## What to do
From the entries below, report only the number of lines that contain the word "AllTasks".

====== Source records

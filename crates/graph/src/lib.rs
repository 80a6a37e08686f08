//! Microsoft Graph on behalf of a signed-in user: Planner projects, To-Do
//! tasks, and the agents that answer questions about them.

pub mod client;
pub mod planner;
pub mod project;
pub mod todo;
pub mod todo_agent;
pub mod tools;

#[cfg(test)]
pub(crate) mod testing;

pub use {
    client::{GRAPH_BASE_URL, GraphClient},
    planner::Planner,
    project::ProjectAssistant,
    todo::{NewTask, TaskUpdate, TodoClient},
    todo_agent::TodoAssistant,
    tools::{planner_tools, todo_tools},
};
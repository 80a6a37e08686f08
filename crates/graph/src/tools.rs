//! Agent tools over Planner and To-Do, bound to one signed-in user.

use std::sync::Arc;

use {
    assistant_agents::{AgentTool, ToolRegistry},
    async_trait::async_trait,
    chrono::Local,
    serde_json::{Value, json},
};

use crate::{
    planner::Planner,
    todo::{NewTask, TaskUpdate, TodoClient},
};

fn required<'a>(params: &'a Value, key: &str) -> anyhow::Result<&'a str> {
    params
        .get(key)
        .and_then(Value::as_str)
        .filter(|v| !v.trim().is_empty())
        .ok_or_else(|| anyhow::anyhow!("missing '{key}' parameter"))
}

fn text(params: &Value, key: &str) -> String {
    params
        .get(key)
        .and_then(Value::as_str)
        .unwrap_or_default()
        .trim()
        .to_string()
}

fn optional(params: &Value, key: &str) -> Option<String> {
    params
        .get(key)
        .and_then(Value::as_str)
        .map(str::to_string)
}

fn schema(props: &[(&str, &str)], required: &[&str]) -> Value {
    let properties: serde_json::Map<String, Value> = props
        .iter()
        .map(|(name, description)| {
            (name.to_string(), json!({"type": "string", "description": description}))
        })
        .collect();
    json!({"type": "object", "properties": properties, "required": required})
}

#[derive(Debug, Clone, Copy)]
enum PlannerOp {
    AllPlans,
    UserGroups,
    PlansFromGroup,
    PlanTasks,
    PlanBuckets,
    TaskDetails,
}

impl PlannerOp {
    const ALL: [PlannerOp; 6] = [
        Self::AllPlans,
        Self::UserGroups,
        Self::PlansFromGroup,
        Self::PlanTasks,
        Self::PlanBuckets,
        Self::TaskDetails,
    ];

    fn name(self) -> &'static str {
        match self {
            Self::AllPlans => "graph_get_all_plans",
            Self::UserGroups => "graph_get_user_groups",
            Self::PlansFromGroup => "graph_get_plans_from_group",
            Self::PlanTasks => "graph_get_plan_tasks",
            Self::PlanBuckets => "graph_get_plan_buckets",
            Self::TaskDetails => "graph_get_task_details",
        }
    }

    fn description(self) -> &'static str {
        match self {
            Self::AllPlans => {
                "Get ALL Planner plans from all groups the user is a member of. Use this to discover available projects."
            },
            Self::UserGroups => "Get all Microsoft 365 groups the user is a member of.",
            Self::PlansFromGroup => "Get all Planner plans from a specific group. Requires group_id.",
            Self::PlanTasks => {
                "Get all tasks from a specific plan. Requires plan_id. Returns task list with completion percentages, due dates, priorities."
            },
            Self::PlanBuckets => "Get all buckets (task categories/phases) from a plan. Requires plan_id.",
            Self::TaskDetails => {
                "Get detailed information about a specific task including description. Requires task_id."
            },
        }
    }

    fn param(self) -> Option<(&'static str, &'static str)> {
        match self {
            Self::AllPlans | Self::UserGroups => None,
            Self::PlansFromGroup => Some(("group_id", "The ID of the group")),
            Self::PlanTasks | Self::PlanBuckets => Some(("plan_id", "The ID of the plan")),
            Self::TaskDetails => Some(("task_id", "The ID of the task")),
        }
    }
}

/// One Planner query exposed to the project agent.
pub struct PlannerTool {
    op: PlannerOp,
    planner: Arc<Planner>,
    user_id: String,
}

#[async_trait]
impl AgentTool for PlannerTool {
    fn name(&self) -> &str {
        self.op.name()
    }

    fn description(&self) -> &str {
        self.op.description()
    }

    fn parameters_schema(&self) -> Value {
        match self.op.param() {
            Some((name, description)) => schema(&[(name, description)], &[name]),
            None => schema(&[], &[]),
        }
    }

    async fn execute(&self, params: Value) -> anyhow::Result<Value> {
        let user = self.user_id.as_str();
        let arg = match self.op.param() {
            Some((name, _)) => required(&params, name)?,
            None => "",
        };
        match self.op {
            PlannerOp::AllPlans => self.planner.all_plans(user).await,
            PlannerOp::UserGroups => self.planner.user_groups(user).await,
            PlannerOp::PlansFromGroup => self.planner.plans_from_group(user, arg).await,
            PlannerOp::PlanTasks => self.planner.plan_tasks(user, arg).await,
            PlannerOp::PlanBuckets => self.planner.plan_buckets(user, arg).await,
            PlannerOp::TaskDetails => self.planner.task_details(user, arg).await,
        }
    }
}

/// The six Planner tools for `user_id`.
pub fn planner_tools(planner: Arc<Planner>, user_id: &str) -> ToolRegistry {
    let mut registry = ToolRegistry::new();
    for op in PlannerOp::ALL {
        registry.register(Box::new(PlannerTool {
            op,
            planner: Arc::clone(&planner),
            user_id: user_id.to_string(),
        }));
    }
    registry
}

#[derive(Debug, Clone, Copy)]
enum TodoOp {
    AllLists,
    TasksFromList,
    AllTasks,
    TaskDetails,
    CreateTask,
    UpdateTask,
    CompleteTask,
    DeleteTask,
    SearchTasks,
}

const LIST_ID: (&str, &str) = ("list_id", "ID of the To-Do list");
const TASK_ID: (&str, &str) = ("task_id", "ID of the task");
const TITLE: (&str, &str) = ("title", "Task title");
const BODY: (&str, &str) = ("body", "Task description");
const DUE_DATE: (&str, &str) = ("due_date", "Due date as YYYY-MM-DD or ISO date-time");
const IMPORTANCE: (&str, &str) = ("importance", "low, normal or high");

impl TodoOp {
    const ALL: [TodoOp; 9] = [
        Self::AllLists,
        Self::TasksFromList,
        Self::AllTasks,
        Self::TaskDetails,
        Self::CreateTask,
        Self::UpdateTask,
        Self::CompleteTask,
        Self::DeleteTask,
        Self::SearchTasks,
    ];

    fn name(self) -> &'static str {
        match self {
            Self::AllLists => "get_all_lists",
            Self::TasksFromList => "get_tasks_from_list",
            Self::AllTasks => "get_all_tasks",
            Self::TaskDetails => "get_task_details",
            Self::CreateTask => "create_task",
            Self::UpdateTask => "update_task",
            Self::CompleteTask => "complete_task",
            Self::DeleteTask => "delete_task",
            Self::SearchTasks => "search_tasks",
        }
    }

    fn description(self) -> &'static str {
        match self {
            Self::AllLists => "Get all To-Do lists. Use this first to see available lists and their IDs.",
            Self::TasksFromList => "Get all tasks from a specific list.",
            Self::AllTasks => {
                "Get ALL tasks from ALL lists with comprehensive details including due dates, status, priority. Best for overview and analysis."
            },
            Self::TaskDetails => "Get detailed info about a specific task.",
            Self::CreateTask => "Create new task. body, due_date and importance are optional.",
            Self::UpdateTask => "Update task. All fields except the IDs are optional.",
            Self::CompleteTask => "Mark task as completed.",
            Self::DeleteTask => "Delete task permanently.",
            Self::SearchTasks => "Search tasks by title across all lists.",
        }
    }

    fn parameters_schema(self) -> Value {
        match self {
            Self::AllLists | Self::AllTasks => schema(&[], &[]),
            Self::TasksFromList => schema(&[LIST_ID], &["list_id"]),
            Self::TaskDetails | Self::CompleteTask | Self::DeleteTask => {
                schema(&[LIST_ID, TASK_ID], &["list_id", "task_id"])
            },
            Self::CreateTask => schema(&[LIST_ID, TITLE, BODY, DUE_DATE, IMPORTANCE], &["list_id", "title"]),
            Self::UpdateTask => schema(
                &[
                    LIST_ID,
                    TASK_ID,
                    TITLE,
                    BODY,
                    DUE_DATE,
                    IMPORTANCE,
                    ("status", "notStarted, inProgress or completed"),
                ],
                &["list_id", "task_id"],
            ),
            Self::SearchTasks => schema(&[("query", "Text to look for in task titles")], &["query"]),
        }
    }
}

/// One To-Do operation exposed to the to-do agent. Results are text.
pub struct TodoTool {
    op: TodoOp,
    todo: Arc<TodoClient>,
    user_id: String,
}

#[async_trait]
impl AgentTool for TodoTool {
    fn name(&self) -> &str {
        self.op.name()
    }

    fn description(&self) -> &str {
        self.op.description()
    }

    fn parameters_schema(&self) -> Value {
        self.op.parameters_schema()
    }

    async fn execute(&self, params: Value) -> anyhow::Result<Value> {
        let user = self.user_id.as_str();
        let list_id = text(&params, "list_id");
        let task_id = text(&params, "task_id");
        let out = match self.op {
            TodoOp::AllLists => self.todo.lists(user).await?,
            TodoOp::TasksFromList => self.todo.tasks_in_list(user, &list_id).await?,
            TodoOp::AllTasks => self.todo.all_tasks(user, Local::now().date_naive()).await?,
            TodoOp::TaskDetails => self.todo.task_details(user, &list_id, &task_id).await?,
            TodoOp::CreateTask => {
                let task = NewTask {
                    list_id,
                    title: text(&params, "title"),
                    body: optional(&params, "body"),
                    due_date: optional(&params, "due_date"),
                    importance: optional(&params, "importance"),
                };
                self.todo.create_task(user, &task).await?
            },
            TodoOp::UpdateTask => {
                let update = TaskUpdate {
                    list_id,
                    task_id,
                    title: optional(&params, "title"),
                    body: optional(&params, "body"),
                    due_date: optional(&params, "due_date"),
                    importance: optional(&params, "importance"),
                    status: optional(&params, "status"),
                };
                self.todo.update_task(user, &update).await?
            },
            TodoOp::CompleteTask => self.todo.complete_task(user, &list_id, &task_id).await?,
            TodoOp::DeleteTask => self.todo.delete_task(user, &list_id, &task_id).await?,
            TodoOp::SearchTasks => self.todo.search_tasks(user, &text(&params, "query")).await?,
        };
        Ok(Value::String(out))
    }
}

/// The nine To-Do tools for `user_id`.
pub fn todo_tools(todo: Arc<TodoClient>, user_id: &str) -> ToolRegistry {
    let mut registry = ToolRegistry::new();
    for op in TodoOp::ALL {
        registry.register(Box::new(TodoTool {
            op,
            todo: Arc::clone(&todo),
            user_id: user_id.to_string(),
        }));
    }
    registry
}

============

## Task output
6